Set in ancient Rome during the reign of Julius Caesar, The Defiant tells the story of Fallon, the daughter of a Celtic King.  Her homeland was attacked by Roman forces and she was taken captive. Sold as a slave to a ludus (a gladiator academy) she now fights as a gladiatrix named “Victrix.” Over time she wins the love of the crowd but earns the ire of those she has defeated. She finds herself in a violent feud with a rival ludus and one night her academy falls under attack. Fallon and the other gladiatrices escape, however their survival as fugitives is uncertain.

Although there are records of female gladiators during Roman times, very little is known about them. Male gladiators were depicted in artwork all across the Empire, while only one example of female gladiators exists. Nothing is known about their training or fighting styles. This leaves the narration of their story wide open. Author Lesley Livingston makes good use of this creative freedom. Fallon’s fighting style is so formidable, I found myself silently cheering her on as I read.  There is a tight comradery between Fallon and her fellow warriors that isn’t common to read. Most often stories will pit woman against woman in a rivalry for success. In this story, these gladiatrices will gladly die for one another.

The Defiant may be the second book in the series but I didn’t find myself lost or confused. The back story was blended into the plot so well that I could navigate the story without missing anything. As soon as I finished the book, I put a copy of The Valiant (book #1) on hold, only to discover that there is third book (The Triumphant) in the series set to be released this spring.

I recommend this book to anyone who likes historical fiction, action based stories, ancient Rome or women who kick butt.

— Lesley L.

 

You Inspire Us

In honour of International Women’s Day, our bloggers are sharing the women (real or fictional) who inspire them.
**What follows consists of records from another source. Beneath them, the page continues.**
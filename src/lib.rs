//! # tsanalysis
//!
//! Time series analysis toolkit: trend estimation (loess, quantile and
//! segmented regression), classical seasonal decomposition with
//! automatic variance stabilization, Shewhart control charts,
//! structural breakpoint detection, smoothed-periodogram spectral
//! analysis, circular statistics, and temporal parsing and
//! normalization helpers.

#![allow(clippy::needless_range_loop)]

pub mod changepoint;
pub mod circular;
pub mod control;
pub mod core;
pub mod decompose;
pub mod error;
pub mod spectral;
pub mod temporal;
pub mod trend;
pub mod utils;

pub use error::{AnalysisError, Result};

pub mod prelude {
    pub use crate::changepoint::{detect_breakpoints, BreakpointConfig, Breakpoints};
    pub use crate::control::{u_chart, ControlChart, UChartConfig};
    pub use crate::core::TimeSeries;
    pub use crate::decompose::{classical_decomposition, Decomposition, DecompositionMode};
    pub use crate::error::{AnalysisError, Result};
    pub use crate::spectral::{periodogram, Spectrum, SpectrumConfig};
    pub use crate::trend::{fit_trend, loess, ols_line, segmented_fit, LoessConfig, TrendFit, TrendMethod};
}
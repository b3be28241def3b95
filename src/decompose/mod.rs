//! Seasonal decomposition and variance-stabilizing transforms.

mod classical;
mod transform;

pub use classical::{classical_decomposition, Decomposition, DecompositionMode};
pub use transform::{boxcox, guerrero_lambda, inv_boxcox};
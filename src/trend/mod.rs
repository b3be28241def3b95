//! Trend estimation: local smoothing, quantile regression, OLS, and
//! segmented linear fits.

mod loess;
mod ols;
mod quantile;
mod segmented;

pub use loess::{loess, loess_xy, LoessConfig, WeightKernel};
pub use ols::{ols_line, ols_line_indices, LinearFit};
pub use quantile::{quantile_regression, QuantileConfig, QuantileLine};
pub use segmented::{segmented_fit, KnotEstimate, SegmentedConfig, SegmentedFit};

use crate::error::Result;

/// A fitted trend, tagged by estimator.
#[derive(Debug, Clone)]
pub enum TrendFit {
    /// Loess smoothing: one fitted value per input position.
    Smoothed(Vec<f64>),
    /// Quantile regression: one line per requested level.
    QuantileFit(Vec<QuantileLine>),
    /// Ordinary least squares line.
    LinearFit(LinearFit),
    /// Piecewise linear fit with estimated breakpoints.
    SegmentedFit(SegmentedFit),
}

/// Estimator selection for [`fit_trend`].
#[derive(Debug, Clone)]
pub enum TrendMethod {
    /// Loess smoothing with the given configuration.
    Loess(LoessConfig),
    /// Quantile regression at the configured levels.
    Quantile(QuantileConfig),
    /// Ordinary least squares line.
    Linear,
    /// Segmented linear fit with estimated breakpoints.
    Segmented(SegmentedConfig),
}

/// Fit a trend to values observed at indices 0, 1, 2, ... with the
/// chosen estimator, returning the result tagged by estimator.
///
/// # Errors
/// Whatever the selected estimator reports for the given data.
pub fn fit_trend(y: &[f64], method: &TrendMethod) -> Result<TrendFit> {
    match method {
        TrendMethod::Loess(config) => Ok(TrendFit::Smoothed(loess(y, config)?)),
        TrendMethod::Quantile(config) => {
            let x: Vec<f64> = (0..y.len()).map(|i| i as f64).collect();
            Ok(TrendFit::QuantileFit(quantile_regression(&x, y, config)?))
        }
        TrendMethod::Linear => Ok(TrendFit::LinearFit(ols_line_indices(y)?)),
        TrendMethod::Segmented(config) => {
            let x: Vec<f64> = (0..y.len()).map(|i| i as f64).collect();
            Ok(TrendFit::SegmentedFit(segmented_fit(&x, y, config)?))
        }
    }
}
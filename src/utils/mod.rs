//! Shared numerical utilities.

pub(crate) mod linalg;
pub mod stats;

pub use stats::{mean, mean_ignoring_nan, std_dev, variance};
//! End-to-end fits of gridded STL meshes.

use std::path::{Path, PathBuf};

use approx::assert_relative_eq;
use mtg_math::Point3;
use mtg_mesh::{write_stl, MeshError, Triangle, TriangleSoup};
use mtg_nurbs::{import_json, FittedSurface};
use mtg_surface::{
    fit_surface_from_mesh, fit_surface_from_mesh_with, FitError, FitOptions, SurfaceRenderer,
};

const U: usize = 5;
const V: usize = 4;

fn height(x: f64, y: f64) -> f64 {
    ((x / 12.0).sin() * (y / 9.0).cos() * 250.0).round() / 100.0
}

fn grid_point(i: usize, j: usize) -> Point3 {
    let (x, y) = (10.0 * i as f64, 8.0 * j as f64);
    Point3::new(x, y, height(x, y))
}

/// Triangulated `U × V` height field written as a binary STL.
fn write_grid_stl(dir: &Path, name: &str) -> PathBuf {
    let mut mesh = TriangleSoup::new();
    for i in 0..U - 1 {
        for j in 0..V - 1 {
            let (a, b) = (grid_point(i, j), grid_point(i + 1, j));
            let (c, d) = (grid_point(i + 1, j + 1), grid_point(i, j + 1));
            mesh.triangles.push(Triangle::from_vertices(a, b, c));
            mesh.triangles.push(Triangle::from_vertices(a, c, d));
        }
    }
    let path = dir.join(name);
    write_stl(&mesh, &path).unwrap();
    path
}

#[derive(Default)]
struct CountingRenderer {
    surfaces: usize,
    evaluations: usize,
    data_points: usize,
}

impl SurfaceRenderer for CountingRenderer {
    fn render_surface(&mut self, _surface: &FittedSurface) -> mtg_surface::Result<()> {
        self.surfaces += 1;
        Ok(())
    }

    fn render_evaluation(
        &mut self,
        _surface: &FittedSurface,
        data_points: &[Point3],
    ) -> mtg_surface::Result<()> {
        self.evaluations += 1;
        self.data_points = data_points.len();
        Ok(())
    }
}

#[test]
fn test_fit_sorts_grid_and_exports_json() {
    let dir = tempfile::tempdir().unwrap();
    let stl = write_grid_stl(dir.path(), "scan.stl");

    let options = FitOptions {
        v_degree: 2,
        eval_delta: 0.05,
        ..FitOptions::new(U, V)
    };
    let fit = fit_surface_from_mesh(&stl, &options).unwrap();

    assert_eq!(fit.grid.points.len(), U * V);
    for i in 0..U {
        for j in 0..V {
            let p = fit.grid.get(i, j).unwrap();
            let expected = grid_point(i, j);
            assert_relative_eq!(p.x, expected.x, epsilon = 1e-9);
            assert_relative_eq!(p.y, expected.y, epsilon = 1e-9);
            assert_relative_eq!(p.z, expected.z, epsilon = 1e-9);
        }
    }

    let s = &fit.surface.surface;
    assert_eq!((s.n_u, s.n_v), (U, V));
    assert_eq!((s.degree_u, s.degree_v), (3, 2));
    assert_eq!(fit.surface.delta, 0.05);

    // Clamped interpolation reproduces the grid corners
    let corner = s.eval(0.0, 0.0);
    assert_relative_eq!((corner - grid_point(0, 0)).norm(), 0.0, epsilon = 1e-8);
    let corner = s.eval(1.0, 1.0);
    assert_relative_eq!((corner - grid_point(U - 1, V - 1)).norm(), 0.0, epsilon = 1e-8);

    let json = dir.path().join("scan.json");
    assert_eq!(fit.json_path.as_deref(), Some(json.as_path()));
    let back = import_json(&json).unwrap();
    assert_eq!(back.surface.n_u, U);
    assert_relative_eq!(back.delta, 0.05);

    assert_eq!(fit.surface.evaluate_points().unwrap().len(), 21 * 21);
}

#[test]
fn test_fit_without_export() {
    let dir = tempfile::tempdir().unwrap();
    let stl = write_grid_stl(dir.path(), "scan.stl");
    let options = FitOptions {
        export_json: false,
        ..FitOptions::new(U, V)
    };
    let fit = fit_surface_from_mesh(&stl, &options).unwrap();
    assert!(fit.json_path.is_none());
    assert!(!dir.path().join("scan.json").exists());
}

#[test]
fn test_render_flags_leave_surface_unchanged() {
    let dir = tempfile::tempdir().unwrap();
    let stl = write_grid_stl(dir.path(), "scan.stl");
    let plain = FitOptions {
        export_json: false,
        ..FitOptions::new(U, V)
    };
    let rendered = FitOptions {
        render_surface: true,
        render_eval: true,
        ..plain.clone()
    };

    let base = fit_surface_from_mesh(&stl, &plain).unwrap();
    let with_pngs = fit_surface_from_mesh(&stl, &rendered).unwrap();
    let mut counting = CountingRenderer::default();
    let with_counter = fit_surface_from_mesh_with(&stl, &rendered, &mut counting).unwrap();
    assert_eq!(counting.surfaces, 1);

    for fit in [&with_pngs, &with_counter] {
        let (a, b) = (&base.surface.surface, &fit.surface.surface);
        assert_eq!(a.control_points, b.control_points);
        assert_eq!(a.knots_u, b.knots_u);
        assert_eq!(a.knots_v, b.knots_v);
        assert_eq!(base.surface.delta, fit.surface.delta);
        assert_eq!(base.grid, fit.grid);
        assert!(fit.json_path.is_none());
    }
}

#[test]
fn test_render_flags_reach_renderer() {
    let dir = tempfile::tempdir().unwrap();
    let stl = write_grid_stl(dir.path(), "scan.stl");

    let mut renderer = CountingRenderer::default();
    let options = FitOptions {
        render_surface: true,
        render_eval: true,
        export_json: false,
        ..FitOptions::new(U, V)
    };
    fit_surface_from_mesh_with(&stl, &options, &mut renderer).unwrap();
    assert_eq!(renderer.surfaces, 1);
    assert_eq!(renderer.evaluations, 1);
    assert_eq!(renderer.data_points, U * V);

    let mut quiet = CountingRenderer::default();
    fit_surface_from_mesh_with(&stl, &FitOptions::new(U, V), &mut quiet).unwrap();
    assert_eq!((quiet.surfaces, quiet.evaluations), (0, 0));
}

#[test]
fn test_png_previews_written_beside_mesh() {
    let dir = tempfile::tempdir().unwrap();
    let stl = write_grid_stl(dir.path(), "wing.stl");
    let options = FitOptions {
        render_surface: true,
        render_eval: true,
        eval_delta: 0.1,
        ..FitOptions::new(U, V)
    };
    fit_surface_from_mesh(&stl, &options).unwrap();
    assert!(dir.path().join("wing_surface.png").exists());
    assert!(dir.path().join("wing_eval.png").exists());
}

#[test]
fn test_wrong_grid_size() {
    let dir = tempfile::tempdir().unwrap();
    let stl = write_grid_stl(dir.path(), "scan.stl");
    let err = fit_surface_from_mesh(&stl, &FitOptions::new(6, 4)).unwrap_err();
    assert!(matches!(
        err,
        FitError::Mesh(MeshError::GridSizeMismatch {
            expected: 24,
            actual: 20,
            ..
        })
    ));
}

#[test]
fn test_wrong_extension() {
    let dir = tempfile::tempdir().unwrap();
    let stl = write_grid_stl(dir.path(), "scan.stl");
    let obj = dir.path().join("scan.obj");
    std::fs::copy(&stl, &obj).unwrap();
    let err = fit_surface_from_mesh(&obj, &FitOptions::new(U, V)).unwrap_err();
    assert!(matches!(err, FitError::InvalidInput(_)));
}

#[test]
fn test_missing_file() {
    let dir = tempfile::tempdir().unwrap();
    let err = fit_surface_from_mesh(dir.path().join("absent.stl"), &FitOptions::new(U, V))
        .unwrap_err();
    assert!(matches!(err, FitError::Mesh(MeshError::Io(_))));
}
#![warn(missing_docs)]

//! Surface fitting for the multinozzle toolpath generator.
//!
//! Turns a scanned surface, exported as an STL whose vertices form a
//! regular u×v grid, into an interpolating B-spline surface the toolpath
//! generator can follow.
//!
//! # Example
//!
//! ```ignore
//! use mtg_surface::{fit_surface_from_mesh, FitOptions};
//!
//! let options = FitOptions {
//!     eval_delta: 0.02,
//!     ..FitOptions::new(20, 30)
//! };
//! let fit = fit_surface_from_mesh("scan.stl", &options)?;
//! // scan.json now holds the surface
//! println!("{} evaluated points", fit.surface.evaluate_points()?.len());
//! ```

pub mod error;
pub mod fit;
pub mod render;

pub use error::{FitError, Result};
pub use fit::{fit_surface_from_mesh, fit_surface_from_mesh_with, FitOptions, SurfaceFit};
pub use render::{PngRenderer, SurfaceRenderer};
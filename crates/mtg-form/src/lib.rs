#![warn(missing_docs)]

//! Operator parameter forms for the multinozzle toolpath generator.
//!
//! A form is declared with a [`FormSpec`], built into a [`FormHandle`] and
//! run to completion by a [`FormDriver`]. The submitted strings are then
//! converted back to each field's declared kind and exported as JSON.
//!
//! ```
//! use mtg_form::{
//!     export::retype, FieldValue, FormAction, FormDriver, FormHandle, FormSpec,
//!     ParameterField, ScriptedDriver,
//! };
//!
//! let spec = FormSpec::new(
//!     "Project parameters",
//!     "Provide the parameters of your program.",
//!     vec![
//!         ParameterField::new("Name", "abc"),
//!         ParameterField::new("Count", 5),
//!     ],
//! );
//! let fields = spec.flat_fields();
//!
//! let mut driver = ScriptedDriver::new([
//!     FormAction::SetText("Count".into(), "7".into()),
//!     FormAction::Submit,
//! ]);
//! let outcome = driver.run(FormHandle::build(spec)?)?;
//!
//! let params = retype(&fields, outcome.values())?;
//! assert_eq!(params.get("Count"), Some(&FieldValue::Integer(7)));
//! # Ok::<(), mtg_form::FormError>(())
//! ```

pub mod error;
pub mod export;
pub mod field;
pub mod form;
pub mod layout;
pub mod spec;

pub use error::{FormError, Result};
pub use export::{export_json, retype, ParameterSet};
pub use field::{ChoiceOption, FieldValue, ParameterField};
pub use form::{Control, FormAction, FormDriver, FormHandle, FormState, Outcome, ScriptedDriver};
pub use layout::{FormLayout, Placement, Widget};
pub use spec::{FieldColumn, FormSpec, ImageInfo};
From sleuths to librarians, activists to llamas (yes, that’s right), inspiring “women” come from all periods of time and walks of life.

Nancy Drew

Nancy Drew has a special place in my heart. I can still vividly recall the first Nancy Drew book I ever read, The Hidden Staircase. I was immediately hooked and went on to devour every single other ND book. Why? How could you possibly not love Nancy Drew?? She makes a terrific heroine for young girls. Smart, brave and independent, Nancy was always keen to tackle a new mystery and more than capable of outwitting rascally bad guys.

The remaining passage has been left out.